32 - ブラザーフッド③
天然石のアクセサリーを扱う宝石商、魔法使いの杖や書物、魔法を使った玩具を扱う魔法商、鍛え上げられた肉体や魔法を応用した大道芸を見せる道化師のショーなど、ムート区の上流階級居住地では見ることができない様々な光景にソフィアとカーリアの二人は夢中になった。
店に入ればシルフが同伴し、外はエアンストたちが見張り、王女の存在に思わず近づいてくる市民を引き止めたりなど行った。

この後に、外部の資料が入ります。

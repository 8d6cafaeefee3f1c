// loader/csv_source.rs

use crate::loader::TableSource;
use crate::model::{ColumnType, LoadError, Table};
use csv::{Reader, ReaderBuilder, StringRecord};
use std::io;
use std::path::PathBuf;

pub struct CsvSource {
    path: PathBuf,
}

impl CsvSource {
    pub fn new(path: impl Into<PathBuf>) -> Self {
        Self { path: path.into() }
    }
}

impl TableSource for CsvSource {
    fn name(&self) -> String {
        self.path.display().to_string()
    }

    fn read_table(&self) -> Result<Table, LoadError> {
        let reader = ReaderBuilder::new()
            .has_headers(true)
            .flexible(true)
            .from_path(&self.path)
            .map_err(|source| self.unreadable(source))?;
        self.read_typed(reader)
    }
}

impl CsvSource {
    fn unreadable(&self, source: csv::Error) -> LoadError {
        LoadError::SourceNotFound {
            path: self.path.clone(),
            source,
        }
    }

    /// Reads every record, then types each column once over all of its fields.
    /// Short records are padded with empty fields; long ones are rejected.
    fn read_typed<R: io::Read>(&self, mut reader: Reader<R>) -> Result<Table, LoadError> {
        let columns: Vec<String> = reader
            .headers()
            .map_err(|e| self.unreadable(e))?
            .iter()
            .map(str::to_string)
            .collect();

        let mut records = Vec::new();
        for record in reader.records() {
            let mut record: StringRecord = record.map_err(|e| self.unreadable(e))?;
            if record.len() > columns.len() {
                return Err(LoadError::RaggedRecord {
                    path: self.path.clone(),
                    line: record.position().map_or(0, |p| p.line()),
                    expected: columns.len(),
                    found: record.len(),
                });
            }
            while record.len() < columns.len() {
                record.push_field("");
            }
            records.push(record);
        }

        let types: Vec<ColumnType> = (0..columns.len())
            .map(|i| ColumnType::infer(records.iter().filter_map(|r| r.get(i))))
            .collect();

        let rows = records
            .iter()
            .map(|record| {
                record
                    .iter()
                    .zip(&types)
                    .map(|(field, ty)| ty.parse(field))
                    .collect()
            })
            .collect();

        Ok(Table { columns, rows })
    }
}
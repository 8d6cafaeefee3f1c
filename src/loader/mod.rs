// Loader module: reads both inputs and joins them on the identifier column.

pub mod csv_source;
pub mod join;

pub use csv_source::CsvSource;

use crate::model::{LoadError, Table};
use tracing::{debug, info};

/// Anything that can produce a whole [`Table`] in one read.
pub trait TableSource {
    /// Human-readable name used in errors and logs.
    fn name(&self) -> String;
    fn read_table(&self) -> Result<Table, LoadError>;
}

/// Reads both sources and inner-joins them on `key`.
/// Identifiers present in only one source are dropped without error.
pub fn load(
    messages: &dyn TableSource,
    categories: &dyn TableSource,
    key: &str,
) -> Result<Table, LoadError> {
    let left = messages.read_table()?;
    info!("Read {} message rows from {}", left.len(), messages.name());
    let right = categories.read_table()?;
    info!("Read {} category rows from {}", right.len(), categories.name());

    let left_key = require_column(&left, key, messages)?;
    let right_key = require_column(&right, key, categories)?;

    let joined = join::inner_join(&left, left_key, &right, right_key);
    debug!(
        "Join kept {} rows ({} message rows, {} category rows)",
        joined.len(),
        left.len(),
        right.len()
    );
    Ok(joined)
}

fn require_column(
    table: &Table,
    column: &str,
    source: &dyn TableSource,
) -> Result<usize, LoadError> {
    table.column_index(column).ok_or_else(|| LoadError::Schema {
        source_name: source.name(),
        column: column.to_string(),
    })
}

ただ、害意のあるはずのない市民だとわかれば、ソフィアは笑顔で握手に応えるなど、ヘルトの市民との交流も楽しんでいるようだった。
「お二人とも、お食事はどういたしますか?」
「あっ、全然考えてなかった…、カーリアちゃんどうする?」
「あたし、港沿いのお店に行ってみたい!
美味しい海鮮料理が食べられるってパパに教えてもらったんだ!」
「なるほど、そうするとリーベ区への関所から横に外れた港湾沿いの飲食街がよいですね」
「シルフ、お店選びお願いしてもいい?」
「お任せください、姫様」
シルフはエアンストに移動場所を耳打ちすると、ソフィアとカーリアの手を取り、歩き始めた。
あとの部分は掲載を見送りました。